Sheldon videochats with Amy (Mayim Bialik), who suggests he take acting lessons because the teacher needs to take the responsibility to communicate with the students. It’s a performance art, and Sheldon knows only one person schooled in the performance arts: Penny.

PENNY: Just to be clear, you’re asking me for help because I know something that the brilliant Dr. Sheldon Cooper doesn’t?

SHELDON: Are you going to help me or not?

PENNY: Probably. I’m just enjoying the foreplay.

Of course, Sheldon thinks that teaching acting is the signal for the end of the road in one’s career. And Penny is out, until Sheldon offers to pay her $40.

Howard gets an offer to work at the Weisman Institute in Israel but will be gone for two years, and Bernadette can’t leave because of her studies. They ask Raj if he can step up to the plate and help Bernadette satisfy her sexual needs (“most regular, some of them kind of messed up”) while he’s gone. No, this is not reallity. Yes, this is a fantasy of Raj’s.

HOWARD: Whatcha thinking so hard about?

RAJ: Just that I’m definitely not gay.

Sheldon’s lesson begins, and he tries with a desperate three knock-Penny cadence. It worked. Sheldon had studied Stanislav, Stella Adler, Uda Hagen, and Henry Winkler’s Aaaay, I’m an Actor. After that, the lesson goes a bit downhill. Moving around in the space doesn’t work very well, then Sheldon can’t pick up on Penny’s improvisation about being at a shoe store, instead wanting a frozen yogurt. Penny’s idea of pretending to be two winos under a bridge works a little better…for her…with a bottle of wine. (method acting, right?)
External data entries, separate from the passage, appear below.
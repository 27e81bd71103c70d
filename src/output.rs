use std::fs::{self, File};
use std::path::{Path, PathBuf};

use polars::prelude::*;

use crate::error::SummaryError;
use crate::exports::{EntityResults, OutputCategory};
use crate::formatting::Precision;

/// Filesystem-safe folder name: lowercase, runs of anything that is not
/// alphanumeric collapse to a single `-`, no leading or trailing `-`.
///
/// Distinct names may share a slug; their files then land in one folder.
pub fn slugify(name: &str) -> String {
    let mut slug = String::with_capacity(name.len());
    let mut pending_separator = false;
    for ch in name.chars() {
        if ch.is_alphanumeric() {
            if pending_separator && !slug.is_empty() {
                slug.push('-');
            }
            pending_separator = false;
            slug.extend(ch.to_lowercase());
        } else {
            pending_separator = true;
        }
    }
    if slug.is_empty() {
        slug.push_str("unnamed");
    }
    slug
}

/// Writes per-entity breakdown CSVs under `<root>/<category>/<slug>/`.
///
/// With `live == false` nothing touches the filesystem; intended
/// destinations are logged instead.
pub struct CsvExporter {
    root: PathBuf,
    live: bool,
    precision: Precision,
}

impl CsvExporter {
    pub fn new(root: impl Into<PathBuf>, live: bool, precision: Precision) -> Self {
        Self {
            root: root.into(),
            live,
            precision,
        }
    }

    pub fn is_live(&self) -> bool {
        self.live
    }

    pub fn entity_dir(&self, category: OutputCategory, entity: &str) -> PathBuf {
        self.root.join(category.dir_name()).join(slugify(entity))
    }

    /// Write every table of one entity. Returns the number of files handled.
    pub fn write_entity(
        &self,
        category: OutputCategory,
        results: &EntityResults,
    ) -> Result<usize, SummaryError> {
        let dir = self.entity_dir(category, &results.entity);
        if self.live {
            fs::create_dir_all(&dir)?;
        }
        for (file_name, table) in &results.tables {
            let path = dir.join(format!("{file_name}.csv"));
            if !self.live {
                tracing::info!(path = %path.display(), rows = table.height(), "dry run, not writing");
                continue;
            }
            let mut df = table.to_export_frame(&self.precision)?;
            write_csv(&path, &mut df)?;
            tracing::debug!(path = %path.display(), rows = df.height(), "wrote summary csv");
        }
        Ok(results.tables.len())
    }

    /// Remove the vendor, department, category and overall roots.
    ///
    /// Whole folders only; individual files are never deleted. Skipped in
    /// dry-run mode.
    pub fn remove_existing_summary_folders(&self) -> Result<(), SummaryError> {
        for category in OutputCategory::CLEANABLE {
            let dir = self.root.join(category.dir_name());
            if !dir.exists() {
                continue;
            }
            if !self.live {
                tracing::warn!(path = %dir.display(), "dry run, not removing existing summary folder");
                continue;
            }
            fs::remove_dir_all(&dir)?;
            tracing::info!(path = %dir.display(), "removed existing summary folder");
        }
        Ok(())
    }
}

/// Write a frame as CSV with a header row, replacing any existing file.
pub fn write_csv(path: &Path, df: &mut DataFrame) -> Result<(), SummaryError> {
    let mut file = File::create(path)?;
    CsvWriter::new(&mut file).include_header(true).finish(df)?;
    Ok(())
}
While Leonard wonders what all of us do…why the SciFi Channel changed its name to SyFy…Raj has another fantasy about Bernadette. This time, Howard gets hit on his scooter, and Bernadette needs to be sexually satisfied, since Howard isn’t going to make it. To be fair, Raj doesn’t take Bernadette’s word for it; he makes sure he hears it from Howard.

Penny tries a scene with Sheldon, although he doesn’t think Tennessee Williams’ Cat on a Hot Tin Roof is going to cut it. He brought a Star Trek fanfic he wrote when he was ten, where a brilliant child genius is whisked away from the dusty plains of East Texas and brought to the 23rd Century by Mr. Spock. Penny goes in kicking and screaming, but she suggests mixing it up. She’ll play Mr. Spock, and Sheldon will play the child’s mother. After taking a long, long time to set the scene, Sheldon gets into the role of his mother. (Nice work on imitating the transporter, Penny. :-D ) Sheldon isn’t buying, but Penny eggs him on and stays in character as Spock. She thinks Sheldon’s mother would be sad to see him go. Then Sheldon gets in character as his mother. REALLY gets into character. And is crying…and then starts playing the role of Sheldon…and really starts crying. (“You go with the nice man; I’m late for Indian Bingo!”)

PENNY: (on phone) Hi, Mrs. Cooper. It’s Penny. I think I broke your son.

SHELDON: Mommy, I love you! Don’t let Spock take me to the future!

And Raj has one more fantasy about Bernadette. Which, if I am correct, involves Slumdog Millionaire somehow.

RAJ: (back in reality, to himself) Other than the dance number, so not gay.